**YOUR ASSIGNMENT:**
All of the data needs to be reproduced with no alterations.

**EXCERPTED RECORDS:**

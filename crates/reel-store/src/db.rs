//! SQLite-backed document store.
//!
//! Records are key-addressed rows: the full document serialized as JSON in
//! `data`, next to the handful of columns the scheduler and orchestrator
//! query by (status, enabled, next_run_at). A single-row UPDATE is the unit
//! of persistence, so every transition commits atomically or not at all.

use sqlx::sqlite::{SqliteConnectOptions, SqlitePoolOptions};
use sqlx::SqlitePool;
use std::str::FromStr;
use tracing::info;

use crate::connection_repo::ConnectionRepository;
use crate::error::StoreResult;
use crate::job_repo::JobRepository;
use crate::project_repo::ProjectRepository;

/// Handle to the backing database, cheap to clone.
#[derive(Clone)]
pub struct Store {
    pool: SqlitePool,
}

impl Store {
    /// Connect and run schema setup.
    ///
    /// `database_url` follows sqlx conventions, e.g. `sqlite:reelforge.db`
    /// or `sqlite::memory:` for tests. In-memory databases are pinned to a
    /// single connection so every handle sees the same data.
    pub async fn connect(database_url: &str) -> StoreResult<Self> {
        let options = SqliteConnectOptions::from_str(database_url)?.create_if_missing(true);

        let mut pool_options = SqlitePoolOptions::new().max_connections(5);
        if database_url.contains(":memory:") {
            pool_options = pool_options.max_connections(1);
        }

        let pool = pool_options.connect_with(options).await?;

        let store = Self { pool };
        store.init_schema().await?;
        info!("Store ready at {}", database_url);
        Ok(store)
    }

    /// Create config from the `DATABASE_URL` environment variable.
    pub async fn from_env() -> StoreResult<Self> {
        let url =
            std::env::var("DATABASE_URL").unwrap_or_else(|_| "sqlite:reelforge.db".to_string());
        Self::connect(&url).await
    }

    async fn init_schema(&self) -> StoreResult<()> {
        sqlx::query(
            r#"
            CREATE TABLE IF NOT EXISTS projects (
                id TEXT PRIMARY KEY,
                status TEXT NOT NULL,
                job_id TEXT,
                created_at TEXT NOT NULL,
                data TEXT NOT NULL
            )
            "#,
        )
        .execute(&self.pool)
        .await?;

        sqlx::query("CREATE INDEX IF NOT EXISTS idx_projects_status ON projects (status)")
            .execute(&self.pool)
            .await?;
        sqlx::query("CREATE INDEX IF NOT EXISTS idx_projects_job_id ON projects (job_id)")
            .execute(&self.pool)
            .await?;

        sqlx::query(
            r#"
            CREATE TABLE IF NOT EXISTS scheduled_jobs (
                id TEXT PRIMARY KEY,
                enabled INTEGER NOT NULL,
                next_run_at TEXT,
                data TEXT NOT NULL
            )
            "#,
        )
        .execute(&self.pool)
        .await?;

        sqlx::query(
            r#"
            CREATE TABLE IF NOT EXISTS youtube_connection (
                id INTEGER PRIMARY KEY CHECK (id = 1),
                data TEXT NOT NULL
            )
            "#,
        )
        .execute(&self.pool)
        .await?;

        Ok(())
    }

    pub(crate) fn pool(&self) -> &SqlitePool {
        &self.pool
    }

    /// Close the underlying pool. Mostly useful in tests that reopen the
    /// same database file.
    pub async fn close(&self) {
        self.pool.close().await;
    }

    /// Repository for project rows.
    pub fn projects(&self) -> ProjectRepository {
        ProjectRepository::new(self.clone())
    }

    /// Repository for scheduled job rows.
    pub fn jobs(&self) -> JobRepository {
        JobRepository::new(self.clone())
    }

    /// Repository for the YouTube connection row.
    pub fn connections(&self) -> ConnectionRepository {
        ConnectionRepository::new(self.clone())
    }
}

#[cfg(test)]
mod tests {
    use super::*;
    use reel_models::{Project, ProjectStatus};

    #[tokio::test]
    async fn test_records_survive_reconnect() {
        let dir = tempfile::tempdir().unwrap();
        let url = format!("sqlite:{}/reelforge.db", dir.path().display());

        let project = Project::new("durable", "prompt").advance_to(ProjectStatus::Casting);
        {
            let store = Store::connect(&url).await.unwrap();
            store.projects().create(&project).await.unwrap();
            store.close().await;
        }

        // A fresh process sees the row exactly as persisted
        let store = Store::connect(&url).await.unwrap();
        let loaded = store.projects().get(&project.id).await.unwrap().unwrap();
        assert_eq!(loaded.title, "durable");
        assert_eq!(loaded.status, ProjectStatus::Casting);

        // And the resume scan picks it up
        let open = store.projects().list_non_terminal().await.unwrap();
        assert_eq!(open.len(), 1);
    }
}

**TASK OUTPUT:**
filename crates/reel-store/src/db.rs
//! SQLite-backed document store.
//!
//! Records are key-addressed rows: the full document serialized as JSON in
//! `data`, next to the handful of columns the scheduler and orchestrator
//! query by (status, enabled, next_run_at). A single-row UPDATE is the unit
//! of persistence, so every transition commits atomically or not at all.

use sqlx::sqlite::{SqliteConnectOptions, SqlitePoolOptions};
use sqlx::SqlitePool;
use std::str::FromStr;
use tracing::info;

use crate::connection_repo::ConnectionRepository;
use crate::error::StoreResult;
use crate::job_repo::JobRepository;
use crate::project_repo::ProjectRepository;

/// Handle to the backing database, cheap to clone.
#[derive(Clone)]
pub struct Store {
    pool: SqlitePool,
}

impl Store {
    /// Connect and run schema setup.
    ///
    /// `database_url` follows sqlx conventions, e.g. `sqlite:reelforge.db`
    /// or `sqlite::memory:` for tests. In-memory databases are pinned to a
    /// single connection so every handle sees the same data.
    pub async fn connect(database_url: &str) -> StoreResult<Self> {
        let options = SqliteConnectOptions::from_str(database_url)?.create_if_missing(true);

        let mut pool_options = SqlitePoolOptions::new().max_connections(5);
        if database_url.contains(":memory:") {
            pool_options = pool_options.max_connections(1);
        }

        let pool = pool_options.connect_with(options).await?;

        let store = Self { pool };
        store.init_schema().await?;
        info!("Store ready at {}", database_url);
        Ok(store)
    }

    /// Create config from the `DATABASE_URL` environment variable.
    pub async fn from_env() -> StoreResult<Self> {
        let url =
            std::env::var("DATABASE_URL").unwrap_or_else(|_| "sqlite:reelforge.db".to_string());
        Self::connect(&url).await
    }

    async fn init_schema(&self) -> StoreResult<()> {
        sqlx::query(
            r#"
            CREATE TABLE IF NOT EXISTS projects (
                id TEXT PRIMARY KEY,
                status TEXT NOT NULL,
                job_id TEXT,
                created_at TEXT NOT NULL,
                data TEXT NOT NULL
            )
            "#,
        )
        .execute(&self.pool)
        .await?;

        sqlx::query("CREATE INDEX IF NOT EXISTS idx_projects_status ON projects (status)")
            .execute(&self.pool)
            .await?;
        sqlx::query("CREATE INDEX IF NOT EXISTS idx_projects_job_id ON projects (job_id)")
            .execute(&self.pool)
            .await?;

        sqlx::query(
            r#"
            CREATE TABLE IF NOT EXISTS scheduled_jobs (
                id TEXT PRIMARY KEY,
                enabled INTEGER NOT NULL,
                next_run_at TEXT,
                data TEXT NOT NULL
            )
            "#,
        )
        .execute(&self.pool)
        .await?;

        sqlx::query(
            r#"
            CREATE TABLE IF NOT EXISTS youtube_connection (
                id INTEGER PRIMARY KEY CHECK (id = 1),
                data TEXT NOT NULL
            )
            "#,
        )
        .execute(&self.pool)
        .await?;

        Ok(())
    }

    pub(crate) fn pool(&self) -> &SqlitePool {
        &self.pool
    }

    /// Close the underlying pool. Mostly useful in tests that reopen the
    /// same database file.
    pub async fn close(&self) {
        self.pool.close().await;
    }

    /// Repository for project rows.
    pub fn projects(&self) -> ProjectRepository {
        ProjectRepository::new(self.clone())
    }

    /// Repository for scheduled job rows.
    pub fn jobs(&self) -> JobRepository {
        JobRepository::new(self.clone())
    }

    /// Repository for the YouTube connection row.
    pub fn connections(&self) -> ConnectionRepository {
        ConnectionRepository::new(self.clone())
    }
}

#[cfg(test)]
mod tests {
    use super::*;
    use reel_models::{Project, ProjectStatus};

    #[tokio::test]
    async fn test_records_survive_reconnect() {
        let dir = tempfile::tempdir().unwrap();
        let url = format!("sqlite:{}/reelforge.db", dir.path().display());

        let project = Project::new("durable", "prompt").advance_to(ProjectStatus::Casting);
        {
            let store = Store::connect(&url).await.unwrap();
            store.projects().create(&project).await.unwrap();
            store.close().await;
        }

        // A fresh process sees the row exactly as persisted
        let store = Store::connect(&url).await.unwrap();
        let loaded = store.projects().get(&project.id).await.unwrap().unwrap();
        assert_eq!(loaded.title, "durable");
        assert_eq!(loaded.status, ProjectStatus::Casting);

        // And the resume scan picks it up
        let open = store.projects().list_non_terminal().await.unwrap();
        assert_eq!(open.len(), 1);
    }
}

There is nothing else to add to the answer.